María Magdalena luce siempre una blusa apretada a sus fértiles pechos, donde éstos florecen y amenazan con salir de su corsé. En ocasiones y debido al calor infernal, sus senos brillan acaso perlados de sudor. El pelo suelto, negro, es una mancha de humo del cigarrillo al cual se aferra en su adicción, adicción que le hace verse seductora. Sus amigas, las secretarias y asistentes, ríen y encienden un pitillo más. Las volutas de humo se les enredan en sus trajes sastre y en sus tacones de aguja, los cuales soportan el peso del deseo. Hoy, todo mundo sale de restaurantes y oficinas a fumar, a platicar, a perder el tiempo, a infringir la ley.

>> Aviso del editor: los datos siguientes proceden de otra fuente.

//! Config command handler

use crate::args::ConfigSubcommand;
use dialoguer::Confirm;
use gradebook::config::Config;

/// Dispatch config subcommands
pub fn run(subcommand: Option<ConfigSubcommand>, config: &mut Config, defaults: &Config) {
    match subcommand {
        None => handle_get(config, None),
        Some(ConfigSubcommand::Get { key }) => handle_get(config, key),
        Some(ConfigSubcommand::Set { key, value }) => handle_set(config, &key, &value),
        Some(ConfigSubcommand::Unset { key }) => handle_unset(config, defaults, &key),
        Some(ConfigSubcommand::Reset) => handle_reset(),
    }
}

/// Print a single config value, or the whole configuration
fn handle_get(config: &Config, key: Option<String>) {
    if let Some(k) = key {
        match config.get(&k) {
            Some(value) => println!("{value}"),
            None => eprintln!("Unknown config key: '{k}'"),
        }
    } else {
        println!("\n=== Configuration ===\n");
        print!("{config}");
    }
}

/// Set a config value and persist it
fn handle_set(config: &mut Config, key: &str, value: &str) {
    if let Err(e) = config.set(key, value) {
        eprintln!("{e}");
        std::process::exit(1);
    }

    if let Err(e) = config.save() {
        eprintln!("Failed to save config: {e}");
        std::process::exit(1);
    }

    println!("✓ Set {key} = {value}");
}

/// Reset a single config value to its default and persist
fn handle_unset(config: &mut Config, defaults: &Config, key: &str) {
    if let Err(e) = config.unset(key, defaults) {
        eprintln!("{e}");
        std::process::exit(1);
    }

    if let Err(e) = config.save() {
        eprintln!("Failed to save config: {e}");
        std::process::exit(1);
    }

    println!("✓ Reset {key} to default");
}

/// Delete the config file after confirmation; destructive
fn handle_reset() {
    if !Config::get_config_file_path().exists() {
        println!("✓ Config is already at defaults");
        return;
    }

    let confirmed = Confirm::new()
        .with_prompt("Are you sure you want to reset config to defaults?")
        .default(false)
        .interact()
        .unwrap_or(false);

    if confirmed {
        if let Err(e) = Config::reset() {
            eprintln!("Failed to remove config file: {e}");
            std::process::exit(1);
        }
        println!("✓ Config reset to defaults");
    } else {
        println!("✗ Reset cancelled");
    }
}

Un buen cigarro, un buen puro y un buen café, van de la mano. No puedo imaginarme al poeta Alfredo García Valdés -la voz más alta en poesía en el norte de México- sin su pitillo en mano derecha, sin filtro; un cigarro duro, rudo, fuerte, mientras en la otra mano disfruta de una humeante taza de café expreso. Ya en la tarde, cambiará el café por una gratificante cerveza de barril. La prohibición le ha hecho a don Alfredo lo que el aire a Benito Juárez: nada, no lo despeina.
Esquina-bajan
El recuerdo está tatuado en la memoria: don Oscar Wong disfrutando de una animada tertulia mientras fuma de un cigarrillo interminable a la par de escanciar un buen café. Tiene lustros con esta sana rutina. ¿Irá el gran maestro a la tumba? Por supuesto. Igual este escritor, igual todos en este mundo. Pero, Oscar Wong hace suyas las viejas palabras de Michel de Montaigne: "Yo no veo a ninguno de los labriegos entrar en reflexiones sobre la manera y actitud con que pasarán esta última hora; la Naturaleza enseña a no pensar en la muerte sino cuando mueren.".
Víctor S. Peña, como los personajes perfilados por Stieg Larsson, se alimenta de sándwiches, gaseosas y café. Acostumbra leer su correo en su ordenador personal en Martin's. Pide un café y un vaso con hielos. Le pone entonces dos hielos a su café -ojo, sólo dos- y como debe de beberse el buen café: sin leche, azúcares ni colorantes, lo disfruta a placer. S. Peña también es un vicioso del café espeso, el cual duele en el gaznate: prensa francesa con café de raíz árabe. Un seguro infarto.
Imposible no mencionar a mi hermano, don Germán Froto y Madariaga, quien disfruta su cigarro Vintage en mano, da sorbos a su aromático café y, en ocasiones, mantiene también una sabia degustación con un buen whisky de una sola malta: placer de príncipes. Bebe, fuma, ríe. Es un sabio don Quijote.
Letras minúsculas
Sólo a nuestros gobernantes se les ocurrió prohibir fumar. Pronto, se prohibirá el café fuerte, oscuro, atávico. Ya luego, se prohibirá respirar.